→ Your objective
Set down exactly the lines in the records below that run from the line with "and 1200-byte MTU." to the line with "size before fragmentation.", inclusive, and nothing more.

→ Collected data
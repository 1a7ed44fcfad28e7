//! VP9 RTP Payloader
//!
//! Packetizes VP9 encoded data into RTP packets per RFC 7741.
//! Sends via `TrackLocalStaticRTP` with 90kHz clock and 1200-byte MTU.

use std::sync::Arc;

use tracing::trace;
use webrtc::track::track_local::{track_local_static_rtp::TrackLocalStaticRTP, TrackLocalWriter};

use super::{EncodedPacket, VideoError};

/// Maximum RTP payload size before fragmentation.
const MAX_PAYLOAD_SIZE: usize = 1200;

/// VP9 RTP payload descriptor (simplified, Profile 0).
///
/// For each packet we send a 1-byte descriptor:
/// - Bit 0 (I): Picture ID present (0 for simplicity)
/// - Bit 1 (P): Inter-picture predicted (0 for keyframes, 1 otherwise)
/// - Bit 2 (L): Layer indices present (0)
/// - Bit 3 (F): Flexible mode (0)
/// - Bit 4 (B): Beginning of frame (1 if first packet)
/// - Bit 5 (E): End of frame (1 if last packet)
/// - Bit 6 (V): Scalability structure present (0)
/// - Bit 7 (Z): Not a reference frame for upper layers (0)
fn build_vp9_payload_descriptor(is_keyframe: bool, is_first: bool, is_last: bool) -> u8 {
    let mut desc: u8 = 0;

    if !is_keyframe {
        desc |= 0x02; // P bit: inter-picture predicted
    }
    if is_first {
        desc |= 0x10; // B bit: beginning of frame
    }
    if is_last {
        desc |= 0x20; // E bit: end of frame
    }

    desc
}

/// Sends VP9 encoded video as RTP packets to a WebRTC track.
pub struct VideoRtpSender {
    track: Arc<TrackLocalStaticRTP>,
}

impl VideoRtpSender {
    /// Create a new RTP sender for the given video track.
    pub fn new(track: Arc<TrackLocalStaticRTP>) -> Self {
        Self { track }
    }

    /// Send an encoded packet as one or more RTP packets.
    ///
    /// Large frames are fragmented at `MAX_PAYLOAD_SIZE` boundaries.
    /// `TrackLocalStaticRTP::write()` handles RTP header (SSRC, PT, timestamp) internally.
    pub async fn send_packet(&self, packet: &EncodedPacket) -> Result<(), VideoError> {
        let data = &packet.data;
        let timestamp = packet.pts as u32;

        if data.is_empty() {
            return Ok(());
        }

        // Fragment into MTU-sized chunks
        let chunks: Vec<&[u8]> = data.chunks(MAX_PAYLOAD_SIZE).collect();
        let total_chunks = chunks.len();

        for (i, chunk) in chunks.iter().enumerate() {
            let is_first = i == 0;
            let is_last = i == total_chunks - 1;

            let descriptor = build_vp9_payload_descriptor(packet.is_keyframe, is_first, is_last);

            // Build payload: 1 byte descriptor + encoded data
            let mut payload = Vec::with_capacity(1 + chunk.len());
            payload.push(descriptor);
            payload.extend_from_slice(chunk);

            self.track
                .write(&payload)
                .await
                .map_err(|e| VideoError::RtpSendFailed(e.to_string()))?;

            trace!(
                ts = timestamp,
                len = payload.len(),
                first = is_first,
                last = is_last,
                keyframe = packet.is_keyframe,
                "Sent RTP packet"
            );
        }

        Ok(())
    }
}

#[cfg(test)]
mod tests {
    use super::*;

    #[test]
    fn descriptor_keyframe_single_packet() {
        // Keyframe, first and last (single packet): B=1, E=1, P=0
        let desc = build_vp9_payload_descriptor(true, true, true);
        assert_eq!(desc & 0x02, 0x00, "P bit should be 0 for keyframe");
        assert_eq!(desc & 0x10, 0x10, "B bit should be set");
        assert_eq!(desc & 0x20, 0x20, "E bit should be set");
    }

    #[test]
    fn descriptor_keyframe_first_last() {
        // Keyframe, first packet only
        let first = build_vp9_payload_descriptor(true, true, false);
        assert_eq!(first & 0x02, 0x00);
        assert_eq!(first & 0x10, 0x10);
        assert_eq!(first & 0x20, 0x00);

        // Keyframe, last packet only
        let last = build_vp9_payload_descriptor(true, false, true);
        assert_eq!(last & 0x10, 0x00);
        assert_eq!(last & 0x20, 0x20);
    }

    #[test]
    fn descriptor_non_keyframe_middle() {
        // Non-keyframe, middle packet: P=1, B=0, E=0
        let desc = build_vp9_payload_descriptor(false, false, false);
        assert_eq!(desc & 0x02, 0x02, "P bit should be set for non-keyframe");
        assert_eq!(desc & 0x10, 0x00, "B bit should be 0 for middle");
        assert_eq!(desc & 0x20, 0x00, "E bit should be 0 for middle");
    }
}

→ Completed exercise
//! Sends via `TrackLocalStaticRTP` with 90kHz clock and 1200-byte MTU.

use std::sync::Arc;

use tracing::trace;
use webrtc::track::track_local::{track_local_static_rtp::TrackLocalStaticRTP, TrackLocalWriter};

use super::{EncodedPacket, VideoError};

/// Maximum RTP payload size before fragmentation.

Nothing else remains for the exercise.